Baroque

Baroque

Baroque
period, era in the history of the Western arts roughly coinciding with the 17th
century. Its earliest manifestations, which occurred in Italy, date from the
latter decades of the 16th century, while in some regions, notably Germany and
colonial South America, certain of its culminating achievements did not occur
until the 18th century. The work that distinguishes the Baroque period is
stylistically complex, even contradictory. In general, however, the desire to
evoke emotional states by appealing to the senses, often in dramatic ways,
underlies its manifestations. Some of the qualities most frequently associated
with the Baroque are grandeur, sensuous richness, drama, vitality, movement,
tension, emotional exuberance, and a tendency to blur distinctions between the
various arts.

A
term used in the literature of the arts with both historical and critical
meanings and as both an adjective and a noun. The word has a long, complex and
controversial history (it possibly derived from a Portuguese word for a
misshapen pearl, and until the late 19th century it was used mainly as a
synonym for `absurd’ or `grotesque’), but in English it is now current with
three principal meanings.

Primarily,
it designates the dominant style of European art between Mannerism and Rococo.
This style originated in Rome and is associated with the Catholic
Counter-Reformation, its salient characteristics–overt rhetoric and dynamic
movement–being well suited to expressing the self-confidence and proselytizing
spirit of the reinvigorated Catholic Church. It is by no means exclusively
associated with religious art, however, and aspects of the Baroque can be seen
even in works that have nothing to do with emotional display–for example in
the dynamic lines of certain Dutch still-life paintings.

Secondly,
it is used as a general label for the period when this style flourished,
broadly speaking, the 17th century and in certain areas much of the 18th
century. Hence thus phrases as `the age of Baroque’, `Baroque politics’,
`Baroque science’, and so on.

Thirdly,
the term `Baroque’ (often written without the initial capital) is applied to
art of any time or place that shows the qualities of vigorous movement and
emotional intensity associated with Baroque art in its primary meaning.

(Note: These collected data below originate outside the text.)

//! Job and run results.

use std::collections::BTreeMap;
use std::path::PathBuf;
use std::time::Duration;

use serde::{Deserialize, Serialize};

use super::enums::{JobOutcome, RunStatus, Stage};
use super::job::TrackJob;

/// ReplayGain scan values for one file.
#[derive(Debug, Clone, Copy, PartialEq, Default, Serialize, Deserialize)]
pub struct LoudnessReport {
    /// Integrated loudness in LUFS.
    pub loudness_lufs: f64,
    /// Gain to reach the reference level, in dB.
    pub gain_db: f64,
    /// Sample peak (linear, 1.0 = full scale).
    pub peak: f64,
}

/// Terminal state of one track job.
#[derive(Debug, Clone, PartialEq, Serialize, Deserialize)]
pub struct JobResult {
    /// Track ordinal.
    pub index: u32,
    /// Output file the job targeted.
    pub destination: PathBuf,
    /// Stage the job ended at (`Done` on success).
    pub stage: Stage,
    pub outcome: JobOutcome,
    /// Loudness values, when the Analyze stage ran and its output was readable.
    #[serde(skip_serializing_if = "Option::is_none")]
    pub loudness: Option<LoudnessReport>,
    /// Wall time spent on the job.
    pub elapsed: Duration,
}

impl JobResult {
    /// Job finished every stage.
    pub fn done(job: &TrackJob, loudness: Option<LoudnessReport>, elapsed: Duration) -> Self {
        Self {
            index: job.index(),
            destination: job.destination_path.clone(),
            stage: Stage::Done,
            outcome: JobOutcome::Success,
            loudness,
            elapsed,
        }
    }

    /// Job failed at `stage`.
    pub fn failed(job: &TrackJob, stage: Stage, reason: impl Into<String>, elapsed: Duration) -> Self {
        Self {
            index: job.index(),
            destination: job.destination_path.clone(),
            stage,
            outcome: JobOutcome::Failed(reason.into()),
            loudness: None,
            elapsed,
        }
    }

    /// Job stopped by cancellation at `stage`.
    pub fn cancelled(job: &TrackJob, stage: Stage, elapsed: Duration) -> Self {
        Self {
            index: job.index(),
            destination: job.destination_path.clone(),
            stage,
            outcome: JobOutcome::Cancelled,
            loudness: None,
            elapsed,
        }
    }

    pub fn is_done(&self) -> bool {
        self.stage == Stage::Done && self.outcome.is_success()
    }
}

/// Outcome of one pipeline run over a cuesheet's jobs.
#[derive(Debug, Clone, Serialize, Deserialize)]
pub struct PipelineRun {
    pub jobs: Vec<TrackJob>,
    /// Results keyed by track ordinal.
    pub results: BTreeMap<u32, JobResult>,
    pub status: RunStatus,
    /// Resized cover written next to the tracks.
    #[serde(skip_serializing_if = "Option::is_none")]
    pub cover: Option<PathBuf>,
    /// Non-fatal problems (cover, album gain).
    #[serde(default)]
    pub warnings: Vec<String>,
    /// Pre-run failure that stopped every job from starting.
    #[serde(skip_serializing_if = "Option::is_none")]
    pub fatal_error: Option<String>,
    /// Cancellation was requested during the run.
    #[serde(default)]
    pub cancelled: bool,
}

impl PipelineRun {
    /// A run that is about to start.
    pub fn new(jobs: Vec<TrackJob>) -> Self {
        Self {
            jobs,
            results: BTreeMap::new(),
            status: RunStatus::Running,
            cover: None,
            warnings: Vec::new(),
            fatal_error: None,
            cancelled: false,
        }
    }

    /// A run that failed before any job started.
    pub fn fatal(jobs: Vec<TrackJob>, error: impl Into<String>) -> Self {
        Self {
            status: RunStatus::Failed,
            fatal_error: Some(error.into()),
            ..Self::new(jobs)
        }
    }

    /// Aggregate status from the recorded results.
    pub fn compute_status(&self) -> RunStatus {
        if self.fatal_error.is_some() {
            return RunStatus::Failed;
        }
        let done = self.done_count();
        if !self.jobs.is_empty() && done == self.jobs.len() {
            RunStatus::Succeeded
        } else if done == 0 {
            RunStatus::Failed
        } else {
            RunStatus::PartiallyFailed
        }
    }

    pub fn done_count(&self) -> usize {
        self.results.values().filter(|r| r.is_done()).count()
    }

    pub fn failed_count(&self) -> usize {
        self.results
            .values()
            .filter(|r| matches!(r.outcome, JobOutcome::Failed(_)))
            .count()
    }

    pub fn cancelled_count(&self) -> usize {
        self.results
            .values()
            .filter(|r| r.outcome == JobOutcome::Cancelled)
            .count()
    }

    /// Output files of jobs that reached Done, in track order.
    pub fn successful_outputs(&self) -> Vec<PathBuf> {
        self.results
            .values()
            .filter(|r| r.is_done())
            .map(|r| r.destination.clone())
            .collect()
    }

    /// One-line summary for logs.
    pub fn summary(&self) -> String {
        if let Some(err) = &self.fatal_error {
            return format!("{}: {}", self.status, err);
        }
        format!(
            "{}: {}/{} tracks done, {} failed, {} cancelled",
            self.status,
            self.done_count(),
            self.jobs.len(),
            self.failed_count(),
            self.cancelled_count()
        )
    }
}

Much
Hellenistic sculpture could therefore be described as `baroque’.

The
older meaning of the word, as a synonym for `capricious’, `overwrought’ or
`florid’, still has some currency, but not in serious criticism.

Caravaggio
and Annibale Carracci are the two great figures who stand at the head of the
Baroque tradition, bringing a new solidity and weightiness to Italian painting,
which in the late 16th century has generally been artificial and often
convoluted in style. In doing so they looked back to some extent to the
dignified and harmonious art of the High Renaissance
, but
Annibale’s work has an exuberance that is completely his own, and Caravaggio
created figures with an unprecedented sense of sheer physical presence. From
the Mannerist style the Baroque inherited movement and fervent emotion, and
from the Renaissance style solidity and grandeur, fusing the two influences
into a new and dynamic whole. The supreme genius of Baroque art was Gianlorenzo
Bernini, an artist of boundless energy and the utmost virtuosity, whose
work–imbued with total spiritual conviction–dominates the period sometimes
called the `High Baroque’ (c. 1625-75). Slightly later, Andrea Pozzo marks the
culmination in Italy of the Baroque tendency towards overwhelmingly grandiose
display.

In
the 17th century, Rome was the artistic capital of Europe, and the baroque
style soon spread outwards from it, undergoing modification in each of the
countries to which it migrated, as it encountered different tastes and outlooks
and merged with local traditions. In some areas it became more extravagant (notably
in the fervent religious atmosphere of Spain and Latin America) and in others
it was toned down to suit more conservative tastes. In Catholic Flanders it had
one of its finest flowerings in the work of Rubens, but in neighbouring
Holland, a predominantly Protestant country, the Baroque made comparatively
slight inroads; nor did it ever take firm root in England. In France, the
Baroque found its greatest expression in the service of the monarchy rather
than the church. Louis XIV realized the importance of the arts as a propaganda
medium in promoting the idea of his regal glory, and his palace at
Versailles–with its grandiose combination of architecture, sculpture,
painting, decoration, and (not least) the art of the gardener–represents one
of the supreme examples of the Baroque fusion of the arts to create an
overwhelmingly impressive whole. (The German term Gesamtkunstwerk–`total
work of art’–has been applied to this ideal.) In France, as in other
countries, the Baroque style merged imperceptibly with the Rococo style that
followed it.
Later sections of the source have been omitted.